Diet vs. Genetics: Which has more of an impact on your gut health?

According to a recent article in the Harvard Gazette, "genetics plays a small role compared to environmental influences,” said Rachel Carmody, an assistant professor in the Department of Human Evolutionary Biology and principal investigator of the department’s Nutritional and Microbial Ecology Lab.¹

Everyone is born with a different composition of gut bacteria, and as we as age it is most directly affected by what we eat.

The most important takeaway from this article is that we are able to change the makeup of our gut microbiome significantly with our diet. 

In addition to having a balanced diet, taking probiotics daily can help supplement the good bacteria in your gut. Having more healthy bacteria in your gut promotes normal digestive function.
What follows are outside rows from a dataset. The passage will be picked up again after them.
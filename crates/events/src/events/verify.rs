use serde::{Deserialize, Serialize};
use std::path::PathBuf;

use super::FailureContext;

/// Package verification events, one per observable step of a run
#[derive(Debug, Clone, Serialize, Deserialize)]
#[serde(tag = "type")]
pub enum VerifyEvent {
    /// Verification of a directory started
    Started { root: PathBuf },

    /// Archive selected for verification
    ArchiveFound { path: PathBuf, size_bytes: u64 },

    /// Scratch directory is empty and ready
    ScratchPrepared { path: PathBuf, removed_stale: bool },

    /// Unpacking started
    ExtractionStarted {
        archive: PathBuf,
        destination: PathBuf,
        extractor: String,
    },

    /// Unpacking finished
    ExtractionCompleted { destination: PathBuf },

    /// Essential-file check started
    EssentialCheckStarted { package_dir: PathBuf, total: usize },

    /// One required file was looked up
    EssentialFileChecked { path: String, found: bool },

    /// Manifest parsed
    ManifestRead {
        name: Option<String>,
        version: Option<String>,
        main: Option<String>,
    },

    /// Embedded test command spawned
    TestsStarted { command: String, cwd: PathBuf },

    /// Embedded test command exited successfully
    TestsPassed { command: String, duration_ms: u64 },

    /// Scratch directory removed
    ScratchRemoved { path: PathBuf },

    /// Every step passed
    Completed { archive: PathBuf, duration_ms: u64 },

    /// A step failed; the run is over
    Failed { failure: FailureContext },
}
use std::borrow::Cow;

use serde::{Deserialize, Serialize};

/// Component/feature that originated the event.
#[derive(Clone, Debug, Deserialize, Serialize, PartialEq, Eq, PartialOrd, Ord)]
pub struct EventSource(Cow<'static, str>);

impl EventSource {
    pub const GENERAL: Self = Self::const_str("general");
    pub const VERIFY: Self = Self::const_str("verify");

    const fn const_str(value: &'static str) -> Self {
        Self(Cow::Borrowed(value))
    }

    /// Borrow the underlying identifier used for logging.
    #[must_use]
    pub fn as_str(&self) -> &str {
        &self.0
    }
}
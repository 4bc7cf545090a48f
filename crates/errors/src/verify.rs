//! Package verification error types
//!
//! Every variant is terminal for a verification run: nothing here is
//! retried or downgraded into a warning.

use std::borrow::Cow;

use crate::UserFacingError;
use thiserror::Error;

#[derive(Debug, Clone, Error)]
#[cfg_attr(feature = "serde", derive(serde::Serialize, serde::Deserialize))]
#[non_exhaustive]
pub enum VerifyError {
    #[error("no archive ending in '{suffix}' found in {dir}")]
    NoArchiveFound { dir: String, suffix: String },

    #[error("extraction of {archive} failed: {message}")]
    ExtractionFailed { archive: String, message: String },

    #[error("essential file missing from package: {path}")]
    MissingEssentialFile { path: String },

    #[error("invalid manifest {path}: {message}")]
    InvalidManifest { path: String, message: String },

    #[error("embedded tests failed: `{command}`: {message}")]
    TestsFailed { command: String, message: String },

    #[error("scratch directory error at {path}: {message}")]
    ScratchDirectory { path: String, message: String },
}

impl UserFacingError for VerifyError {
    fn user_message(&self) -> Cow<'_, str> {
        Cow::Owned(self.to_string())
    }

    fn user_hint(&self) -> Option<&'static str> {
        match self {
            Self::NoArchiveFound { .. } => {
                Some("Run the packaging step first (e.g. `npm pack`) or pass --dir.")
            }
            Self::ExtractionFailed { .. } => {
                Some("The archive may be corrupt; rebuild it and retry.")
            }
            Self::MissingEssentialFile { .. } => {
                Some("Check the package's `files` list so the path is included when packing.")
            }
            Self::InvalidManifest { .. } => Some("Fix the manifest syntax and repack."),
            Self::TestsFailed { .. } => {
                Some("Run the test command inside the unpacked package to see the failures.")
            }
            Self::ScratchDirectory { .. } => {
                Some("Ensure the working directory is writable and retry.")
            }
        }
    }

    fn is_retryable(&self) -> bool {
        matches!(self, Self::ScratchDirectory { .. })
    }

    fn user_code(&self) -> Option<&'static str> {
        let code = match self {
            Self::NoArchiveFound { .. } => "verify.no_archive",
            Self::ExtractionFailed { .. } => "verify.extraction_failed",
            Self::MissingEssentialFile { .. } => "verify.missing_file",
            Self::InvalidManifest { .. } => "verify.invalid_manifest",
            Self::TestsFailed { .. } => "verify.tests_failed",
            Self::ScratchDirectory { .. } => "verify.scratch_directory",
        };
        Some(code)
    }
}
//! Archive discovery

use std::path::{Path, PathBuf};

use pkgverify_errors::Error;
use tokio::fs;

/// List regular files in `dir` whose name ends with `suffix`, sorted by name
///
/// # Errors
///
/// Returns an error if the directory cannot be read.
pub async fn find_archives(dir: &Path, suffix: &str) -> Result<Vec<PathBuf>, Error> {
    let mut entries = fs::read_dir(dir)
        .await
        .map_err(|e| Error::io_with_path(&e, dir))?;

    let mut found = Vec::new();
    while let Some(entry) = entries
        .next_entry()
        .await
        .map_err(|e| Error::io_with_path(&e, dir))?
    {
        let name = entry.file_name();
        let Some(name) = name.to_str() else {
            continue;
        };
        if !name.ends_with(suffix) {
            continue;
        }
        // follows symlinks, so a link to an archive counts
        if fs::metadata(entry.path()).await.is_ok_and(|m| m.is_file()) {
            found.push(entry.path());
        }
    }

    found.sort();
    Ok(found)
}

#[cfg(test)]
mod tests {
    use super::*;

    #[tokio::test]
    async fn sorts_and_filters() {
        let dir = tempfile::tempdir().unwrap();
        std::fs::write(dir.path().join("b-1.0.0.tgz"), b"x").unwrap();
        std::fs::write(dir.path().join("a-1.0.0.tgz"), b"x").unwrap();
        std::fs::write(dir.path().join("notes.txt"), b"x").unwrap();
        std::fs::create_dir(dir.path().join("dir.tgz")).unwrap();

        let found = find_archives(dir.path(), ".tgz").await.unwrap();
        let names: Vec<_> = found
            .iter()
            .map(|p| p.file_name().unwrap().to_string_lossy().into_owned())
            .collect();
        assert_eq!(names, vec!["a-1.0.0.tgz", "b-1.0.0.tgz"]);
    }

    #[tokio::test]
    async fn empty_when_nothing_matches() {
        let dir = tempfile::tempdir().unwrap();
        std::fs::write(dir.path().join("package.json"), b"{}").unwrap();
        assert!(find_archives(dir.path(), ".tgz").await.unwrap().is_empty());
    }
}
//! General application configuration

use pkgverify_types::{ColorChoice, OutputFormat};
use serde::{Deserialize, Serialize};

/// General application configuration
#[derive(Debug, Clone, Serialize, Deserialize)]
pub struct GeneralConfig {
    #[serde(default = "default_output_format")]
    pub default_output: OutputFormat,
    #[serde(default = "default_color_choice")]
    pub color: ColorChoice,
}

impl Default for GeneralConfig {
    fn default() -> Self {
        Self {
            default_output: OutputFormat::Tty,
            color: ColorChoice::Auto,
        }
    }
}

// Default value functions for serde
fn default_output_format() -> OutputFormat {
    OutputFormat::Tty
}

fn default_color_choice() -> ColorChoice {
    ColorChoice::Auto
}
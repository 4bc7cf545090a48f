//! Verification settings: where the archive is, how it unpacks, what must be
//! inside, and how its tests are run.

use std::path::{Component, Path};

use pkgverify_errors::ConfigError;
use serde::{Deserialize, Serialize};

use crate::constants;

/// How the archive is unpacked into the scratch directory
#[derive(Debug, Clone, Copy, PartialEq, Eq, Default, Serialize, Deserialize)]
#[serde(rename_all = "lowercase")]
pub enum ExtractorKind {
    /// In-process gzip + tar decoding
    #[default]
    Builtin,
    /// The system `tar` binary (`tar -xzf <archive> -C <dir>`)
    System,
}

impl std::str::FromStr for ExtractorKind {
    type Err = ConfigError;

    fn from_str(s: &str) -> Result<Self, Self::Err> {
        match s {
            "builtin" => Ok(Self::Builtin),
            "system" => Ok(Self::System),
            _ => Err(ConfigError::InvalidValue {
                field: "extractor".to_string(),
                value: s.to_string(),
            }),
        }
    }
}

/// `[verify]` section
#[derive(Debug, Clone, Serialize, Deserialize)]
pub struct VerifyConfig {
    #[serde(default = "default_archive_suffix")]
    pub archive_suffix: String,
    /// Scratch directory, relative to the verified directory
    #[serde(default = "default_scratch_dir")]
    pub scratch_dir: String,
    /// Directory the archive unpacks into, relative to the scratch directory
    #[serde(default = "default_package_dir")]
    pub package_dir: String,
    /// Manifest path, relative to the package directory
    #[serde(default = "default_manifest_file")]
    pub manifest_file: String,
    /// Checked in order; the first missing entry aborts the run
    #[serde(default = "default_required_files")]
    pub required_files: Vec<String>,
    /// Program followed by its arguments
    #[serde(default = "default_test_command")]
    pub test_command: Vec<String>,
    #[serde(default)]
    pub extractor: ExtractorKind,
}

impl Default for VerifyConfig {
    fn default() -> Self {
        Self {
            archive_suffix: default_archive_suffix(),
            scratch_dir: default_scratch_dir(),
            package_dir: default_package_dir(),
            manifest_file: default_manifest_file(),
            required_files: default_required_files(),
            test_command: default_test_command(),
            extractor: ExtractorKind::default(),
        }
    }
}

impl VerifyConfig {
    /// Check the settings for values that would make a run meaningless or
    /// let it touch paths outside the verified directory.
    ///
    /// # Errors
    ///
    /// Returns `ConfigError::InvalidValue` naming the first offending field.
    pub fn validate(&self) -> Result<(), ConfigError> {
        if self.archive_suffix.is_empty() {
            return Err(invalid("verify.archive_suffix", ""));
        }
        if self.test_command.first().is_none_or(String::is_empty) {
            return Err(invalid("verify.test_command", &self.test_command.join(" ")));
        }
        if self.required_files.is_empty() {
            return Err(invalid("verify.required_files", "[]"));
        }

        check_relative("verify.scratch_dir", &self.scratch_dir)?;
        check_relative("verify.package_dir", &self.package_dir)?;
        check_relative("verify.manifest_file", &self.manifest_file)?;
        for file in &self.required_files {
            check_relative("verify.required_files", file)?;
        }

        Ok(())
    }

    /// The test command rendered for display
    #[must_use]
    pub fn test_command_line(&self) -> String {
        self.test_command.join(" ")
    }
}

fn check_relative(field: &str, value: &str) -> Result<(), ConfigError> {
    let path = Path::new(value);
    let plain = path.components().all(|c| matches!(c, Component::Normal(_)));

    if value.is_empty() || !plain {
        Err(invalid(field, value))
    } else {
        Ok(())
    }
}

fn invalid(field: &str, value: &str) -> ConfigError {
    ConfigError::InvalidValue {
        field: field.to_string(),
        value: value.to_string(),
    }
}

fn default_archive_suffix() -> String {
    constants::ARCHIVE_SUFFIX.to_string()
}

fn default_scratch_dir() -> String {
    constants::SCRATCH_DIR.to_string()
}

fn default_package_dir() -> String {
    constants::PACKAGE_DIR.to_string()
}

fn default_manifest_file() -> String {
    constants::MANIFEST_FILE.to_string()
}

fn default_required_files() -> Vec<String> {
    constants::REQUIRED_FILES
        .iter()
        .map(ToString::to_string)
        .collect()
}

fn default_test_command() -> Vec<String> {
    constants::TEST_COMMAND
        .iter()
        .map(ToString::to_string)
        .collect()
}
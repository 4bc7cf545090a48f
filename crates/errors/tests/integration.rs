//! Integration tests for error types

#[cfg(test)]
mod tests {
    use pkgverify_errors::*;

    #[test]
    fn test_error_conversion() {
        let verify_err = VerifyError::NoArchiveFound {
            dir: ".".into(),
            suffix: ".tgz".into(),
        };
        let err: Error = verify_err.into();
        assert!(matches!(err, Error::Verify(_)));
    }

    #[test]
    fn test_error_display() {
        let err = VerifyError::MissingEssentialFile {
            path: "src/app.js".into(),
        };
        assert_eq!(
            err.to_string(),
            "essential file missing from package: src/app.js"
        );
    }

    #[test]
    fn test_error_clone() {
        let err = VerifyError::TestsFailed {
            command: "npm test".into(),
            message: "exit status 1".into(),
        };
        let cloned = err.clone();
        assert_eq!(err.to_string(), cloned.to_string());
    }

    #[test]
    fn test_io_error_conversion() {
        let io_err = std::io::Error::new(std::io::ErrorKind::PermissionDenied, "test");
        let err: Error = io_err.into();
        assert!(matches!(
            err,
            Error::Io {
                kind: std::io::ErrorKind::PermissionDenied,
                path: None,
                ..
            }
        ));
    }

    #[test]
    fn test_io_error_with_path_message() {
        let io_err = std::io::Error::new(std::io::ErrorKind::NotFound, "gone");
        let err = Error::io_with_path(&io_err, "/tmp/pkg.tgz");
        assert_eq!(err.user_message(), "/tmp/pkg.tgz: gone");
        assert_eq!(err.user_code(), Some("error.io"));
    }

    #[test]
    fn test_user_codes_are_forwarded() {
        let err: Error = VerifyError::InvalidManifest {
            path: "package.json".into(),
            message: "expected value".into(),
        }
        .into();
        assert_eq!(err.user_code(), Some("verify.invalid_manifest"));
        assert!(err.user_hint().is_some());
        assert!(!err.is_retryable());

        let err: Error = ConfigError::ParseError {
            message: "bad toml".into(),
        }
        .into();
        assert_eq!(err.user_code(), Some("config.parse_error"));
    }

    #[test]
    fn test_division_by_zero_message() {
        let err = ArithmeticError::DivisionByZero;
        assert_eq!(err.to_string(), "division by zero is not allowed");
        assert_eq!(err.user_code(), Some("arithmetic.division_by_zero"));
    }
}
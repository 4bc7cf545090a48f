//! Integration tests for events

#[cfg(test)]
mod tests {
    use pkgverify_errors::VerifyError;
    use pkgverify_events::*;

    #[tokio::test]
    async fn test_event_sender_ext() {
        let (tx, mut rx) = channel();

        tx.emit_error("test error");
        tx.emit_debug("test debug");
        tx.emit_verify(VerifyEvent::EssentialFileChecked {
            path: "package.json".into(),
            found: true,
        });

        let event1 = rx.recv().await.unwrap();
        assert!(matches!(event1, AppEvent::General(GeneralEvent::Error { .. })));

        let event2 = rx.recv().await.unwrap();
        assert!(matches!(
            event2,
            AppEvent::General(GeneralEvent::DebugLog { .. })
        ));

        let event3 = rx.recv().await.unwrap();
        assert_eq!(event3.event_source(), EventSource::VERIFY);
    }

    #[tokio::test]
    async fn test_dropped_receiver() {
        let (tx, rx) = channel();
        drop(rx);

        // Should not panic when receiver is dropped
        tx.emit_warning("ignored");
    }

    #[test]
    fn test_log_levels() {
        let missing = AppEvent::Verify(VerifyEvent::EssentialFileChecked {
            path: "src/app.js".into(),
            found: false,
        });
        assert_eq!(missing.log_level(), tracing::Level::ERROR);

        let found = AppEvent::Verify(VerifyEvent::EssentialFileChecked {
            path: "src/app.js".into(),
            found: true,
        });
        assert_eq!(found.log_level(), tracing::Level::INFO);
    }

    #[test]
    fn test_failure_context_from_error() {
        let err = VerifyError::MissingEssentialFile {
            path: "src/math.js".into(),
        };
        let failure = FailureContext::from_error(&err);
        assert_eq!(failure.code.as_deref(), Some("verify.missing_file"));
        assert!(failure.message.contains("src/math.js"));
        assert!(failure.hint.is_some());
        assert!(!failure.retryable);
    }

    #[test]
    fn test_event_serialization() {
        let event = AppEvent::Verify(VerifyEvent::ArchiveFound {
            path: "demo-1.0.0.tgz".into(),
            size_bytes: 2048,
        });
        let json = serde_json::to_value(&event).unwrap();
        assert_eq!(json["domain"], "verify");
        assert_eq!(json["event"]["type"], "ArchiveFound");
        assert_eq!(json["event"]["size_bytes"], 2048);
    }
}
//! Manifest inspection

use std::path::Path;

use pkgverify_errors::{Error, VerifyError};
use pkgverify_types::PackageManifest;

/// Read and parse the unpacked package's manifest
///
/// # Errors
///
/// Returns `VerifyError::InvalidManifest` if the file cannot be read or is
/// not a JSON object.
pub async fn read_manifest(path: &Path) -> Result<PackageManifest, Error> {
    let content = tokio::fs::read_to_string(path)
        .await
        .map_err(|e| VerifyError::InvalidManifest {
            path: path.display().to_string(),
            message: e.to_string(),
        })?;

    PackageManifest::parse(&content, path)
}
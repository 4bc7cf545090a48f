//! Required-file presence check

use std::path::Path;

use pkgverify_errors::{Error, VerifyError};
use pkgverify_events::{EventEmitter, VerifyEvent};
use pkgverify_types::FileCheck;

/// Check `required` under `package_dir` in order, stopping at the first miss
///
/// One `EssentialFileChecked` event is emitted per file looked up; files after
/// the first missing one are never looked up.
///
/// # Errors
///
/// Returns `VerifyError::MissingEssentialFile` for the first missing path, or
/// an I/O error if a path cannot be looked up at all.
pub async fn check_essentials<E: EventEmitter>(
    emitter: &E,
    package_dir: &Path,
    required: &[String],
) -> Result<Vec<FileCheck>, Error> {
    emitter.emit_verify(VerifyEvent::EssentialCheckStarted {
        package_dir: package_dir.to_path_buf(),
        total: required.len(),
    });

    let mut checks = Vec::with_capacity(required.len());
    for file in required {
        let path = package_dir.join(file);
        let found = tokio::fs::try_exists(&path)
            .await
            .map_err(|e| Error::io_with_path(&e, &path))?;

        emitter.emit_verify(VerifyEvent::EssentialFileChecked {
            path: file.clone(),
            found,
        });

        if !found {
            return Err(VerifyError::MissingEssentialFile { path: file.clone() }.into());
        }
        checks.push(FileCheck {
            path: file.clone(),
            found,
        });
    }

    Ok(checks)
}

#[cfg(test)]
mod tests {
    use super::*;
    use pkgverify_events::AppEvent;

    #[tokio::test]
    async fn lookup_failure_is_not_reported_as_missing() {
        let dir = tempfile::tempdir().unwrap();
        std::fs::write(dir.path().join("package.json"), b"{}").unwrap();
        let (tx, mut rx) = pkgverify_events::channel();

        // a path below a regular file cannot be looked up
        let required = vec!["package.json/nested".to_string()];
        let err = check_essentials(&tx, dir.path(), &required)
            .await
            .unwrap_err();

        match err {
            Error::Io { path: Some(path), .. } => {
                assert_eq!(path, dir.path().join("package.json/nested"));
            }
            other => panic!("expected an I/O error, got {other:?}"),
        }
        let checked = std::iter::from_fn(|| rx.try_recv().ok())
            .any(|e| matches!(e, AppEvent::Verify(VerifyEvent::EssentialFileChecked { .. })));
        assert!(!checked);
    }

    #[tokio::test]
    async fn reports_each_file_in_order() {
        let dir = tempfile::tempdir().unwrap();
        std::fs::write(dir.path().join("a.js"), b"").unwrap();
        std::fs::write(dir.path().join("b.js"), b"").unwrap();
        let (tx, _rx) = pkgverify_events::channel();

        let checks = check_essentials(&tx, dir.path(), &["a.js".to_string(), "b.js".to_string()])
            .await
            .unwrap();
        let paths: Vec<_> = checks.iter().map(|c| c.path.as_str()).collect();
        assert_eq!(paths, vec!["a.js", "b.js"]);
    }
}
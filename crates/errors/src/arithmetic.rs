//! Arithmetic error types

use std::borrow::Cow;

use crate::UserFacingError;
use thiserror::Error;

#[derive(Debug, Clone, Copy, PartialEq, Eq, Error)]
#[cfg_attr(feature = "serde", derive(serde::Serialize, serde::Deserialize))]
pub enum ArithmeticError {
    #[error("division by zero is not allowed")]
    DivisionByZero,
}

impl UserFacingError for ArithmeticError {
    fn user_message(&self) -> Cow<'_, str> {
        Cow::Owned(self.to_string())
    }

    fn user_code(&self) -> Option<&'static str> {
        match self {
            Self::DivisionByZero => Some("arithmetic.division_by_zero"),
        }
    }
}
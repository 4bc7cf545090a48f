#![deny(clippy::pedantic, unsafe_code)]
#![allow(clippy::module_name_repetitions)]

//! Configuration management for pkgverify
//!
//! This crate handles loading and merging configuration from:
//! - Default values (hard-coded)
//! - Configuration file (~/.config/pkgverify/config.toml)
//! - Environment variables
//! - CLI flags

pub mod constants;
pub mod core;
pub mod verify;

pub use core::GeneralConfig;
pub use verify::{ExtractorKind, VerifyConfig};

use pkgverify_errors::{ConfigError, Error};
use pkgverify_types::{ColorChoice, OutputFormat};
use serde::{Deserialize, Serialize};
use std::path::{Path, PathBuf};
use tokio::fs;

/// Main configuration structure
#[derive(Debug, Clone, Serialize, Deserialize, Default)]
pub struct Config {
    #[serde(default)]
    pub general: GeneralConfig,

    #[serde(default)]
    pub verify: VerifyConfig,
}

impl Config {
    /// Get the default config file path
    ///
    /// # Errors
    ///
    /// Returns an error if the system config directory cannot be determined.
    pub fn default_path() -> Result<PathBuf, Error> {
        let config_dir = dirs::config_dir().ok_or_else(|| ConfigError::NotFound {
            path: "config directory".to_string(),
        })?;
        Ok(config_dir
            .join(constants::APP_NAME)
            .join(constants::CONFIG_FILE))
    }

    /// Load configuration from file
    ///
    /// # Errors
    ///
    /// Returns an error if the file cannot be read or if the file contents
    /// contain invalid TOML syntax that cannot be parsed.
    pub async fn load_from_file(path: &Path) -> Result<Self, Error> {
        let contents = fs::read_to_string(path)
            .await
            .map_err(|_| ConfigError::NotFound {
                path: path.display().to_string(),
            })?;

        toml::from_str(&contents)
            .map_err(|e| ConfigError::ParseError {
                message: e.to_string(),
            })
            .map_err(Into::into)
    }

    /// Load configuration with fallback to defaults
    ///
    /// # Errors
    ///
    /// Returns an error if the configuration file exists but cannot be read
    /// or contains invalid TOML syntax.
    pub async fn load() -> Result<Self, Error> {
        let Ok(config_path) = Self::default_path() else {
            tracing::debug!("no config directory on this platform, using defaults");
            return Ok(Self::default());
        };

        if config_path.exists() {
            tracing::debug!("loading config from {}", config_path.display());
            Self::load_from_file(&config_path).await
        } else {
            Ok(Self::default())
        }
    }

    /// Load configuration from an optional path or use default
    ///
    /// If path is provided, loads from that file.
    /// If path is None, uses the default loading behavior.
    ///
    /// # Errors
    ///
    /// Returns an error if the config file cannot be read or parsed
    pub async fn load_or_default(path: Option<&Path>) -> Result<Self, Error> {
        match path {
            Some(config_path) => Self::load_from_file(config_path).await,
            None => Self::load().await,
        }
    }

    /// Merge with environment variables
    ///
    /// # Errors
    ///
    /// Returns an error if environment variables contain invalid values
    /// that cannot be parsed into the expected types.
    pub fn merge_env(&mut self) -> Result<(), Error> {
        // PKGVERIFY_OUTPUT
        if let Ok(output) = std::env::var("PKGVERIFY_OUTPUT") {
            self.general.default_output = match output.as_str() {
                "plain" => OutputFormat::Plain,
                "tty" => OutputFormat::Tty,
                "json" => OutputFormat::Json,
                _ => {
                    return Err(ConfigError::InvalidValue {
                        field: "PKGVERIFY_OUTPUT".to_string(),
                        value: output,
                    }
                    .into())
                }
            };
        }

        // PKGVERIFY_COLOR
        if let Ok(color) = std::env::var("PKGVERIFY_COLOR") {
            self.general.color = match color.as_str() {
                "always" => ColorChoice::Always,
                "auto" => ColorChoice::Auto,
                "never" => ColorChoice::Never,
                _ => {
                    return Err(ConfigError::InvalidValue {
                        field: "PKGVERIFY_COLOR".to_string(),
                        value: color,
                    }
                    .into())
                }
            };
        }

        // PKGVERIFY_ARCHIVE_SUFFIX
        if let Ok(suffix) = std::env::var("PKGVERIFY_ARCHIVE_SUFFIX") {
            self.verify.archive_suffix = suffix;
        }

        // PKGVERIFY_EXTRACTOR
        if let Ok(extractor) = std::env::var("PKGVERIFY_EXTRACTOR") {
            self.verify.extractor = extractor.parse().map_err(|_| ConfigError::InvalidValue {
                field: "PKGVERIFY_EXTRACTOR".to_string(),
                value: extractor,
            })?;
        }

        // PKGVERIFY_TEST_COMMAND (whitespace separated, no quoting)
        if let Ok(command) = std::env::var("PKGVERIFY_TEST_COMMAND") {
            self.verify.test_command = command.split_whitespace().map(String::from).collect();
        }

        Ok(())
    }

    /// Validate the merged configuration
    ///
    /// # Errors
    ///
    /// Returns an error if any verification setting is unusable.
    pub fn validate(&self) -> Result<(), Error> {
        self.verify.validate().map_err(Into::into)
    }

    /// Render the configuration as TOML
    ///
    /// # Errors
    ///
    /// Returns an error if serialization fails.
    pub fn to_toml(&self) -> Result<String, Error> {
        toml::to_string_pretty(self)
            .map_err(|e| ConfigError::SerializeError {
                error: e.to_string(),
            })
            .map_err(Into::into)
    }
}
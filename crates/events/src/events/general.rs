use serde::{Deserialize, Serialize};

/// General utility events for warnings, errors, and debug output
#[derive(Debug, Clone, Serialize, Deserialize)]
#[serde(tag = "type")]
pub enum GeneralEvent {
    /// Generic warning message with optional context
    Warning {
        message: String,
        context: Option<String>,
    },

    /// Generic error message with optional details
    Error {
        message: String,
        details: Option<String>,
    },

    /// Debug logging
    DebugLog { message: String },
}

impl GeneralEvent {
    /// Create a warning event
    pub fn warning(message: impl Into<String>) -> Self {
        Self::Warning {
            message: message.into(),
            context: None,
        }
    }

    /// Create a warning event with context
    pub fn warning_with_context(message: impl Into<String>, context: impl Into<String>) -> Self {
        Self::Warning {
            message: message.into(),
            context: Some(context.into()),
        }
    }

    /// Create an error event
    pub fn error(message: impl Into<String>) -> Self {
        Self::Error {
            message: message.into(),
            details: None,
        }
    }

    /// Create a debug log event
    pub fn debug(message: impl Into<String>) -> Self {
        Self::DebugLog {
            message: message.into(),
        }
    }
}
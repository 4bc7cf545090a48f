//! Output rendering and formatting

use comfy_table::{presets::UTF8_FULL, Attribute, Cell, Color, ContentArrangement, Table};
use console::{Style, Term};
use pkgverify_ops::{OperationResult, VerificationReport};
use pkgverify_types::ColorChoice;
use std::io;

/// Output renderer for CLI results
#[derive(Clone)]
pub struct OutputRenderer {
    /// Use JSON output format
    json_output: bool,
    /// Color configuration
    color_choice: ColorChoice,
    /// Terminal instance
    term: Term,
}

impl OutputRenderer {
    /// Create new output renderer
    pub fn new(json_output: bool, color_choice: ColorChoice) -> Self {
        Self {
            json_output,
            color_choice,
            term: Term::stdout(),
        }
    }

    /// Render operation result
    pub fn render_result(&self, result: &OperationResult) -> io::Result<()> {
        if self.json_output {
            self.render_json(result)
        } else {
            self.render_table(result)
        }
    }

    /// Render as JSON
    fn render_json(&self, result: &OperationResult) -> io::Result<()> {
        let json = result.to_json().map_err(io::Error::other)?;
        self.term.write_line(&json)
    }

    /// Render as formatted table
    fn render_table(&self, result: &OperationResult) -> io::Result<()> {
        match result {
            OperationResult::Verification(report) => self.render_verification_report(report),
            OperationResult::Config(toml) => self.term.write_str(toml),
        }
    }

    fn render_verification_report(&self, report: &VerificationReport) -> io::Result<()> {
        let mut table = Table::new();
        table
            .load_preset(UTF8_FULL)
            .set_content_arrangement(ContentArrangement::Dynamic);
        if !self.supports_color() {
            table.force_no_tty();
        }

        table.set_header(vec![
            Cell::new("Check").add_attribute(Attribute::Bold),
            Cell::new("Result").add_attribute(Attribute::Bold),
        ]);

        table.add_row(vec![
            Cell::new("Archive"),
            Cell::new(report.archive.display().to_string()),
        ]);
        table.add_row(vec![
            Cell::new("Size"),
            Cell::new(format!("{} KB", report.size_kb())),
        ]);
        for file in &report.files {
            let status = if file.found {
                Cell::new("found").fg(Color::Green)
            } else {
                Cell::new("missing").fg(Color::Red)
            };
            table.add_row(vec![Cell::new(&file.path), status]);
        }
        for (label, value) in [
            ("Name", &report.manifest.name),
            ("Version", &report.manifest.version),
            ("Main", &report.manifest.main),
        ] {
            table.add_row(vec![
                Cell::new(label),
                Cell::new(value.as_deref().unwrap_or("-")),
            ]);
        }
        table.add_row(vec![
            Cell::new("Tests"),
            Cell::new(format!("passed: {}", report.test_command)).fg(Color::Green),
        ]);

        self.term.write_line(&table.to_string())?;
        self.term.write_line(&format!(
            "{} in {}ms",
            self.style_heading("Verified"),
            report.duration_ms
        ))
    }

    fn style_heading(&self, text: &str) -> String {
        if self.supports_color() {
            Style::new().bold().green().apply_to(text).to_string()
        } else {
            text.to_string()
        }
    }

    fn supports_color(&self) -> bool {
        match self.color_choice {
            ColorChoice::Always => true,
            ColorChoice::Never => false,
            ColorChoice::Auto => self.term.features().colors_supported(),
        }
    }
}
With more good bacteria competing for space and nutrients in your gut, the bad bacteria don't have much of a chance to survive and do damage. 

“In some ways, it’s great news that the gut microbiome is so sensitive to environmental conditions, as this means we can manipulate it more easily to improve human health,” says Carmody. 

Carmody also goes on to explain the significant impact gut health has on our overall health and wellness. The gut microbiome - this "internal environment has been linked to a range of human diseases,” she said, including metabolic diseases like atherosclerosis and Type 2 diabetes, cancer, neurodegenerative diseases, and autoimmune disorders.

Incorporating probiotics into our diet could definitely serve as both a preventative measure against the above diseases and a supplement for the "gut issues" we are born with.